In his Jan. 7 speech, Xi ordered the shutdown of the cities most affected by the virus. Those lockdowns began Jan. 23.  

Meanwhile, two U.S. State Department chartered fights took off from Tokyo early Monday, carrying Americans who had been quarantined for two weeks aboard the cruise ship Diamond Princess.

More than 355 infected people were diagnosed with coronavirus on board the cruise ship and all of the evacuated passengers will be quarantined for another 14 days in the U.S.

Also Sunday, the State Department said it is looking into the case of a U.S. citizen who was diagnosed with the coronavirus after departing the cruise ship Westerdam, whose passengers tested negative for the virus before disembarking in Cambodia.

Malaysian medical authorities said the passenger, and 83-year-old woman, twice tested positive for the virus upon arriving in Malaysia after showing signs of a viral infection, a State Department spokesperson said Sunday. She is the first person from the Westerdam to test positive. Her husband tested negative.

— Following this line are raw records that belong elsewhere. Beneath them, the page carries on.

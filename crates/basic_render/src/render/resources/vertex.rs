//! Vertex layout descriptions
//!
//! A [`VertexDeclaration`] describes the memory layout of a vertex type, a
//! [`VertexAttribute`] describes what a vertex shader consumes. Materials are
//! only valid when every shader attribute can be found in the declaration.

use bytemuck::{Pod, Zeroable};
use serde::{Deserialize, Serialize};

/// Format of a single vertex element
#[derive(Debug, Clone, Copy, PartialEq, Eq, Hash, Serialize, Deserialize)]
pub enum VertexElementFormat {
    /// One f32
    Float,
    /// Two f32
    Vector2,
    /// Three f32
    Vector3,
    /// Four f32
    Vector4,
}

impl VertexElementFormat {
    /// Size of the element in bytes
    pub const fn byte_size(self) -> u32 {
        match self {
            Self::Float => 4,
            Self::Vector2 => 8,
            Self::Vector3 => 12,
            Self::Vector4 => 16,
        }
    }
}

/// Semantic meaning of a vertex element
#[derive(Debug, Clone, Copy, PartialEq, Eq, Hash, Serialize, Deserialize)]
pub enum VertexElementUsage {
    /// Vertex position
    Position,
    /// Vertex color
    Color,
    /// Texture coordinate
    TextureCoordinate,
    /// Normal vector
    Normal,
    /// Tangent vector
    Tangent,
}

/// One element of a vertex declaration
#[derive(Debug, Clone, Copy, PartialEq, Eq, Hash)]
pub struct VertexElement {
    /// Byte offset inside the vertex
    pub offset: u32,
    /// Element format
    pub format: VertexElementFormat,
    /// Element usage
    pub usage: VertexElementUsage,
    /// Distinguishes multiple elements with the same usage
    pub usage_index: u32,
}

impl VertexElement {
    /// Create an element
    pub const fn new(offset: u32, format: VertexElementFormat, usage: VertexElementUsage, usage_index: u32) -> Self {
        Self {
            offset,
            format,
            usage,
            usage_index,
        }
    }
}

/// Memory layout of a vertex type
#[derive(Debug, Clone, PartialEq, Eq, Hash, Default)]
pub struct VertexDeclaration {
    /// Size of one vertex in bytes
    pub stride: u32,
    /// Elements in offset order
    pub elements: Vec<VertexElement>,
}

impl VertexDeclaration {
    /// Create a declaration
    pub fn new(stride: u32, elements: Vec<VertexElement>) -> Self {
        Self { stride, elements }
    }

    /// True if the declaration has no elements
    pub fn is_empty(&self) -> bool {
        self.elements.is_empty()
    }

    /// Find the element with the given usage and usage index
    pub fn find(&self, usage: VertexElementUsage, usage_index: u32) -> Option<&VertexElement> {
        self.elements
            .iter()
            .find(|element| element.usage == usage && element.usage_index == usage_index)
    }
}

/// Vertex input consumed by a vertex shader
#[derive(Debug, Clone, Copy, PartialEq, Eq, Hash, Serialize, Deserialize)]
pub struct VertexAttribute {
    /// Shader input location
    pub location: u32,
    /// Expected format
    pub format: VertexElementFormat,
    /// Expected usage
    pub usage: VertexElementUsage,
    /// Usage index
    pub usage_index: u32,
}

impl VertexAttribute {
    /// Create an attribute
    pub const fn new(location: u32, format: VertexElementFormat, usage: VertexElementUsage, usage_index: u32) -> Self {
        Self {
            location,
            format,
            usage,
            usage_index,
        }
    }

    /// True if `declaration` provides this attribute with a matching format
    pub fn is_satisfied_by(&self, declaration: &VertexDeclaration) -> bool {
        declaration
            .find(self.usage, self.usage_index)
            .is_some_and(|element| element.format == self.format)
    }
}

/// Plain-old-data vertex with a known layout
///
/// Vertex buffer content built from a `VertexType` carries its declaration, so
/// draws can check the buffer against the bound material.
pub trait VertexType: Pod {
    /// Layout of the vertex type
    fn declaration() -> VertexDeclaration;
}

/// Position, color and texture coordinate
#[repr(C)]
#[derive(Debug, Clone, Copy, PartialEq, Pod, Zeroable)]
pub struct VertexPositionColorTexture {
    /// Position in model space
    pub position: [f32; 3],
    /// RGBA color
    pub color: [f32; 4],
    /// Texture coordinate
    pub tex_coord: [f32; 2],
}

impl VertexPositionColorTexture {
    /// Create a vertex
    pub const fn new(position: [f32; 3], color: [f32; 4], tex_coord: [f32; 2]) -> Self {
        Self {
            position,
            color,
            tex_coord,
        }
    }

    /// Layout of this vertex type
    pub fn declaration() -> VertexDeclaration {
        VertexDeclaration::new(
            36,
            vec![
                VertexElement::new(0, VertexElementFormat::Vector3, VertexElementUsage::Position, 0),
                VertexElement::new(12, VertexElementFormat::Vector4, VertexElementUsage::Color, 0),
                VertexElement::new(28, VertexElementFormat::Vector2, VertexElementUsage::TextureCoordinate, 0),
            ],
        )
    }

    /// Attributes a shader consuming this vertex type declares
    pub fn shader_attributes() -> Vec<VertexAttribute> {
        vec![
            VertexAttribute::new(0, VertexElementFormat::Vector3, VertexElementUsage::Position, 0),
            VertexAttribute::new(1, VertexElementFormat::Vector4, VertexElementUsage::Color, 0),
            VertexAttribute::new(2, VertexElementFormat::Vector2, VertexElementUsage::TextureCoordinate, 0),
        ]
    }
}

impl VertexType for VertexPositionColorTexture {
    fn declaration() -> VertexDeclaration {
        Self::declaration()
    }
}

/// Position and color
#[repr(C)]
#[derive(Debug, Clone, Copy, PartialEq, Pod, Zeroable)]
pub struct VertexPositionColor {
    /// Position in model space
    pub position: [f32; 3],
    /// RGBA color
    pub color: [f32; 4],
}

impl VertexPositionColor {
    /// Create a vertex
    pub const fn new(position: [f32; 3], color: [f32; 4]) -> Self {
        Self { position, color }
    }

    /// Layout of this vertex type
    pub fn declaration() -> VertexDeclaration {
        VertexDeclaration::new(
            28,
            vec![
                VertexElement::new(0, VertexElementFormat::Vector3, VertexElementUsage::Position, 0),
                VertexElement::new(12, VertexElementFormat::Vector4, VertexElementUsage::Color, 0),
            ],
        )
    }

    /// Attributes a shader consuming this vertex type declares
    pub fn shader_attributes() -> Vec<VertexAttribute> {
        vec![
            VertexAttribute::new(0, VertexElementFormat::Vector3, VertexElementUsage::Position, 0),
            VertexAttribute::new(1, VertexElementFormat::Vector4, VertexElementUsage::Color, 0),
        ]
    }
}

impl VertexType for VertexPositionColor {
    fn declaration() -> VertexDeclaration {
        Self::declaration()
    }
}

A group of ambulances from the Solano EMS Cooperative stage at the visitor center at Travis Air Force Base, adjacent to Fairfield, California, Feb. 16, 2020.

The spokesperson said U.S. authorities to not have “sufficient evidence to determine when the passenger may have been exposed and where.”  

The spokesperson said no more information could be shared because of privacy considerations, but said the U.S. embassy in Kuala Lampur is in close contact with local authorities and the patient.